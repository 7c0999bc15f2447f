use chrono::{DateTime, Utc};
use entity::sea_orm_active_enums::{Gender, UserRole, UserStatus};
use rust_decimal::Decimal;
use serde::{Deserialize, Serialize};
use utoipa::ToSchema;

#[derive(Debug, Clone, PartialEq, Serialize, Deserialize, ToSchema)]
pub struct UserDto {
    pub id: i32,
    pub phone_number: String,
    pub full_name: Option<String>,
    pub email: Option<String>,
    pub gender: Option<Gender>,
    pub role: UserRole,
    pub status: UserStatus,
    pub preferred_language: String,
    pub is_phone_verified: bool,
    pub rating_average: Decimal,
    pub rating_count: i32,
    pub created_at: DateTime<Utc>,
}

#[derive(Debug, Clone, Default, Serialize, Deserialize, ToSchema)]
pub struct UpdateProfileDto {
    pub full_name: Option<String>,
    pub email: Option<String>,
    pub gender: Option<Gender>,
    pub preferred_language: Option<String>,
}

#[derive(Debug, Clone, Serialize, Deserialize, ToSchema)]
pub struct PublicProfileDto {
    pub id: i32,
    pub full_name: Option<String>,
    pub role: UserRole,
    pub gender: Option<Gender>,
    pub rating_average: Decimal,
    pub rating_count: i32,
    pub member_since: DateTime<Utc>,
}

#[derive(Debug, Clone, Serialize, Deserialize, ToSchema)]
pub struct PushTokenDto {
    pub push_token: String,
}

#[derive(Debug, Clone, Serialize, Deserialize, ToSchema)]
pub struct UserPageDto {
    pub users: Vec<UserDto>,
    pub total: u64,
    pub page: u64,
    pub per_page: u64,
    pub total_pages: u64,
}

/// Reason attached to an administrative rejection.
#[derive(Debug, Clone, Serialize, Deserialize, ToSchema)]
pub struct RejectDto {
    pub reason: String,
}

#[derive(Debug, Clone, Default, Serialize, Deserialize, ToSchema)]
pub struct DeactivateAccountDto {
    /// Shown to passengers whose bookings are cancelled
    pub reason: Option<String>,
}

/// What closing an account cancelled on the way.
#[derive(Debug, Clone, Serialize, Deserialize, ToSchema)]
pub struct DeactivationDto {
    pub trips_cancelled: u32,
    pub bookings_cancelled: u32,
    pub negotiations_cancelled: u32,
}
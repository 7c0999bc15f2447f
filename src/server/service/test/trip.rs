use chrono::{Duration, Utc};
use entity::sea_orm_active_enums::{BookingStatus, NegotiationStatus, OfferStatus, TripStatus};
use rust_decimal::Decimal;

use crate::server::{
    data::{
        booking::BookingRepository, message::MessageRepository,
        negotiation::NegotiationRepository, notification::NotificationRepository,
        trip::TripRepository,
    },
    error::AppError,
    model::trip::{CreateTripParams, Trip, UpdateTripParams},
    service::{booking::reserve_seats, trip::TripService},
};
use test_utils::{builder::TestBuilder, factory};

fn new_trip(driver_id: i32, car_id: i32, seats: i32) -> CreateTripParams {
    CreateTripParams {
        driver_id,
        car_id,
        from_location: "Bishkek".to_string(),
        to_location: "Osh".to_string(),
        departure_datetime: Utc::now() + Duration::days(2),
        estimated_arrival_datetime: Some(Utc::now() + Duration::days(2) + Duration::hours(10)),
        price_per_seat: Decimal::new(150_000, 0),
        total_seats_offered: seats,
        additional_info: None,
        is_instant_booking: true,
        price_negotiable: true,
        allow_smoking: false,
        allow_pets: false,
        allow_music: true,
        female_only: false,
    }
}

fn seats_only(total_seats_offered: i32) -> UpdateTripParams {
    UpdateTripParams {
        departure_datetime: None,
        estimated_arrival_datetime: None,
        price_per_seat: None,
        total_seats_offered: Some(total_seats_offered),
        additional_info: None,
        is_instant_booking: None,
        price_negotiable: None,
        allow_smoking: None,
        allow_pets: None,
        allow_music: None,
        female_only: None,
    }
}

/// Tests publishing a trip with an approved four seat car.
///
/// Expected: Ok with a scheduled trip offering every seat and the driver placed in the
/// trip conversation
#[tokio::test]
async fn create_publishes_scheduled_trip() -> Result<(), AppError> {
    let test = TestBuilder::new().with_trip_tables().build().await.unwrap();
    let db = test.db.as_ref().unwrap();

    let driver = factory::user::create_driver(db).await?;
    let car = factory::car::create_car(db, driver.id).await?;

    let trip = TripService::new(db)
        .create(new_trip(driver.id, car.id, 3))
        .await?;

    assert_eq!(trip.status, TripStatus::Scheduled);
    assert_eq!(trip.total_seats_offered, 3);
    assert_eq!(trip.available_seats, 3);

    let thread = MessageRepository::new(db)
        .find_thread_by_trip(trip.id)
        .await?
        .expect("trip thread created");
    assert!(MessageRepository::new(db)
        .is_participant(thread.id, driver.id)
        .await?);

    Ok(())
}

/// Tests the driver's own seat is never offered.
///
/// Expected: Err(AppError::BadRequest) for four seats in a four seat car
#[tokio::test]
async fn create_rejects_driver_seat() -> Result<(), AppError> {
    let test = TestBuilder::new().with_trip_tables().build().await.unwrap();
    let db = test.db.as_ref().unwrap();

    let driver = factory::user::create_driver(db).await?;
    let car = factory::car::create_car(db, driver.id).await?;

    let result = TripService::new(db)
        .create(new_trip(driver.id, car.id, 4))
        .await;

    assert!(matches!(result, Err(AppError::BadRequest(_))));

    Ok(())
}

/// Tests publishing with a car still awaiting verification.
///
/// Expected: Err(AppError::BadRequest)
#[tokio::test]
async fn create_requires_approved_car() -> Result<(), AppError> {
    let test = TestBuilder::new().with_trip_tables().build().await.unwrap();
    let db = test.db.as_ref().unwrap();

    let driver = factory::user::create_driver(db).await?;
    let car = factory::car::CarFactory::new(db, driver.id)
        .verification_status(entity::sea_orm_active_enums::CarVerificationStatus::PendingVerification)
        .build()
        .await?;

    let result = TripService::new(db)
        .create(new_trip(driver.id, car.id, 2))
        .await;

    assert!(matches!(result, Err(AppError::BadRequest(_))));

    Ok(())
}

/// Tests shrinking the offered seats around an existing booking.
///
/// Expected: zero seats is rejected, shrinking to the one booked seat leaves the trip
/// full with nothing available
#[tokio::test]
async fn update_keeps_booked_seats() -> Result<(), AppError> {
    let test = TestBuilder::new().with_trip_tables().build().await.unwrap();
    let db = test.db.as_ref().unwrap();

    let (driver, _passenger, trip, _booking) = factory::helpers::create_booked_trip(db).await?;
    let service = TripService::new(db);

    let result = service.update(driver.id, trip.id, seats_only(0)).await;
    assert!(matches!(result, Err(AppError::BadRequest(_))));

    let updated = service.update(driver.id, trip.id, seats_only(1)).await?;
    assert_eq!(updated.total_seats_offered, 1);
    assert_eq!(updated.available_seats, 0);
    assert_eq!(updated.status, TripStatus::Full);

    Ok(())
}

/// Tests a trip cannot be edited by anyone but its driver.
///
/// Expected: Err(AppError::Forbidden)
#[tokio::test]
async fn update_by_other_driver_is_forbidden() -> Result<(), AppError> {
    let test = TestBuilder::new().with_trip_tables().build().await.unwrap();
    let db = test.db.as_ref().unwrap();

    let (_driver, _car, trip) = factory::helpers::create_trip_with_dependencies(db).await?;
    let other = factory::user::create_driver(db).await?;

    let result = TripService::new(db)
        .update(other.id, trip.id, seats_only(2))
        .await;

    assert!(matches!(result, Err(AppError::Forbidden(_))));

    Ok(())
}

/// Tests the start and complete transitions and their passenger notifications.
///
/// Expected: completing a scheduled trip fails, start then complete succeed, and the
/// booked passenger is told about both
#[tokio::test]
async fn start_then_complete_notifies_passenger() -> Result<(), AppError> {
    let test = TestBuilder::new().with_trip_tables().build().await.unwrap();
    let db = test.db.as_ref().unwrap();

    let (driver, passenger, trip, _booking) = factory::helpers::create_booked_trip(db).await?;
    let service = TripService::new(db);

    let early = service.complete(driver.id, trip.id).await;
    assert!(matches!(early, Err(AppError::BadRequest(_))));

    let started = service.start(driver.id, trip.id).await?;
    assert_eq!(started.status, TripStatus::InProgress);
    let completed = service.complete(driver.id, trip.id).await?;
    assert_eq!(completed.status, TripStatus::Completed);

    let stored = TripRepository::new(db).find_by_id(trip.id).await?.unwrap();
    assert_eq!(stored.status, TripStatus::Completed);

    let (inbox, total) = NotificationRepository::new(db)
        .get_for_user_paginated(passenger.id, false, 0, 10)
        .await?;
    assert_eq!(total, 2);
    assert!(inbox.iter().any(|n| n.kind == "trip_started"));
    assert!(inbox.iter().any(|n| n.kind == "trip_completed"));

    Ok(())
}

/// Tests cancelling a trip with a booking and an open negotiation.
///
/// Expected: trip cancelled by driver, booking cancelled by driver with the reason,
/// the negotiation and its offer expired, and both passengers notified
#[tokio::test]
async fn cancel_cascades_to_bookings_and_negotiations() -> Result<(), AppError> {
    let test = TestBuilder::new().with_trip_tables().build().await.unwrap();
    let db = test.db.as_ref().unwrap();

    let (driver, booked, trip, booking) = factory::helpers::create_booked_trip(db).await?;
    let negotiating = factory::user::create_user(db).await?;
    let (chain, _offer) =
        factory::negotiation::NegotiationFactory::new(db, trip.id, negotiating.id, driver.id)
            .build()
            .await?;

    let cancelled = TripService::new(db)
        .cancel(driver.id, trip.id, Some("Car broke down".to_string()))
        .await?;
    assert_eq!(cancelled.status, TripStatus::CancelledByDriver);

    let booking = BookingRepository::new(db)
        .find_by_id(booking.id)
        .await?
        .unwrap();
    assert_eq!(booking.status, BookingStatus::CancelledByDriver);
    assert_eq!(booking.cancellation_reason.as_deref(), Some("Car broke down"));

    let chain = NegotiationRepository::new(db)
        .find_by_id(chain.id)
        .await?
        .unwrap();
    assert_eq!(chain.status, NegotiationStatus::Expired);
    assert!(chain.resolved_at.is_some());
    assert!(chain
        .offers
        .iter()
        .all(|offer| offer.status == OfferStatus::Expired));

    let notifications = NotificationRepository::new(db);
    for passenger_id in [booked.id, negotiating.id] {
        let (inbox, _) = notifications
            .get_for_user_paginated(passenger_id, false, 0, 10)
            .await?;
        assert!(inbox.iter().any(|n| n.kind == "trip_cancelled"));
    }

    Ok(())
}

/// Tests a booking racing a cancellation cannot revive the trip.
///
/// The snapshot is read before the cancel commits, so its seat count still matches
/// the stored row.
///
/// Expected: Err(AppError::Conflict) and the trip stays cancelled with its seats
/// untouched
#[tokio::test]
async fn reserve_after_cancel_conflicts() -> Result<(), AppError> {
    let test = TestBuilder::new().with_trip_tables().build().await.unwrap();
    let db = test.db.as_ref().unwrap();

    let (driver, _car, trip) = factory::helpers::create_trip_with_dependencies(db).await?;
    let snapshot = Trip::from_entity(trip);

    TripService::new(db)
        .cancel(driver.id, snapshot.id, None)
        .await?;
    let result = reserve_seats(db, &snapshot, 1).await;

    assert!(matches!(result, Err(AppError::Conflict(_))));
    let stored = TripRepository::new(db)
        .find_by_id(snapshot.id)
        .await?
        .unwrap();
    assert_eq!(stored.status, TripStatus::CancelledByDriver);
    assert_eq!(stored.available_seats, snapshot.available_seats);

    Ok(())
}

/// Tests a finished trip cannot be cancelled.
///
/// Expected: Err(AppError::BadRequest)
#[tokio::test]
async fn cancel_completed_trip_fails() -> Result<(), AppError> {
    let test = TestBuilder::new().with_trip_tables().build().await.unwrap();
    let db = test.db.as_ref().unwrap();

    let driver = factory::user::create_driver(db).await?;
    let car = factory::car::create_car(db, driver.id).await?;
    let trip = factory::trip::TripFactory::new(db, driver.id, car.id)
        .status(TripStatus::Completed)
        .build()
        .await?;

    let result = TripService::new(db).cancel(driver.id, trip.id, None).await;

    assert!(matches!(result, Err(AppError::BadRequest(_))));

    Ok(())
}

/// Tests the driver reminds confirmed passengers before departure.
///
/// Expected: one reminder for the booked passenger, none for the cancelled booking,
/// and Forbidden for another driver
#[tokio::test]
async fn remind_notifies_confirmed_passengers() -> Result<(), AppError> {
    let test = TestBuilder::new().with_trip_tables().build().await.unwrap();
    let db = test.db.as_ref().unwrap();

    let (driver, passenger, trip, _booking) = factory::helpers::create_booked_trip(db).await?;
    let gone = factory::user::create_user(db).await?;
    factory::booking::BookingFactory::new(db, trip.id, gone.id)
        .status(BookingStatus::CancelledByPassenger)
        .build()
        .await?;
    let other = factory::user::create_driver(db).await?;
    let service = TripService::new(db);

    let foreign = service.remind(other.id, trip.id).await;
    assert!(matches!(foreign, Err(AppError::Forbidden(_))));

    assert_eq!(service.remind(driver.id, trip.id).await?, 1);

    let notifications = NotificationRepository::new(db);
    let (inbox, _) = notifications
        .get_for_user_paginated(passenger.id, false, 0, 10)
        .await?;
    assert!(inbox.iter().any(|n| n.kind == "trip_reminder"));
    let (_, total) = notifications
        .get_for_user_paginated(gone.id, false, 0, 10)
        .await?;
    assert_eq!(total, 0);

    Ok(())
}

/// Tests reminders stop once the trip is under way.
///
/// Expected: Err(AppError::BadRequest)
#[tokio::test]
async fn remind_after_start_fails() -> Result<(), AppError> {
    let test = TestBuilder::new().with_trip_tables().build().await.unwrap();
    let db = test.db.as_ref().unwrap();

    let (driver, _passenger, trip, _booking) = factory::helpers::create_booked_trip(db).await?;
    let service = TripService::new(db);
    service.start(driver.id, trip.id).await?;

    let result = service.remind(driver.id, trip.id).await;

    assert!(matches!(result, Err(AppError::BadRequest(_))));

    Ok(())
}
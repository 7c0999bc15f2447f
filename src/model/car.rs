use chrono::{DateTime, Utc};
use entity::sea_orm_active_enums::{CarVerificationStatus, ComfortLevel};
use serde::{Deserialize, Serialize};
use utoipa::ToSchema;

#[derive(Debug, Clone, PartialEq, Serialize, Deserialize, ToSchema)]
pub struct CarDto {
    pub id: i32,
    pub driver_id: i32,
    pub make: String,
    pub model: String,
    pub year: Option<i32>,
    pub color: Option<String>,
    pub license_plate: String,
    pub seats_count: i32,
    pub comfort_level: ComfortLevel,
    pub verification_status: CarVerificationStatus,
    pub rejection_reason: Option<String>,
    pub is_default: bool,
    pub created_at: DateTime<Utc>,
}

#[derive(Debug, Clone, Serialize, Deserialize, ToSchema)]
pub struct CreateCarDto {
    pub make: String,
    pub model: String,
    pub year: Option<i32>,
    pub color: Option<String>,
    pub license_plate: String,
    #[serde(default = "default_seats")]
    pub seats_count: i32,
    #[serde(default = "default_comfort")]
    pub comfort_level: ComfortLevel,
}

fn default_seats() -> i32 {
    4
}

fn default_comfort() -> ComfortLevel {
    ComfortLevel::Economy
}

#[derive(Debug, Clone, Default, Serialize, Deserialize, ToSchema)]
pub struct UpdateCarDto {
    pub make: Option<String>,
    pub model: Option<String>,
    pub year: Option<i32>,
    pub color: Option<String>,
    pub license_plate: Option<String>,
    pub seats_count: Option<i32>,
    pub comfort_level: Option<ComfortLevel>,
}

#[derive(Debug, Clone, Serialize, Deserialize, ToSchema)]
pub struct CarPageDto {
    pub cars: Vec<CarDto>,
    pub total: u64,
    pub page: u64,
    pub per_page: u64,
    pub total_pages: u64,
}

ASSIGNMENT: Counting every line of the records above that has the word "still", state the total and give nothing besides it.

SOLUTION: 2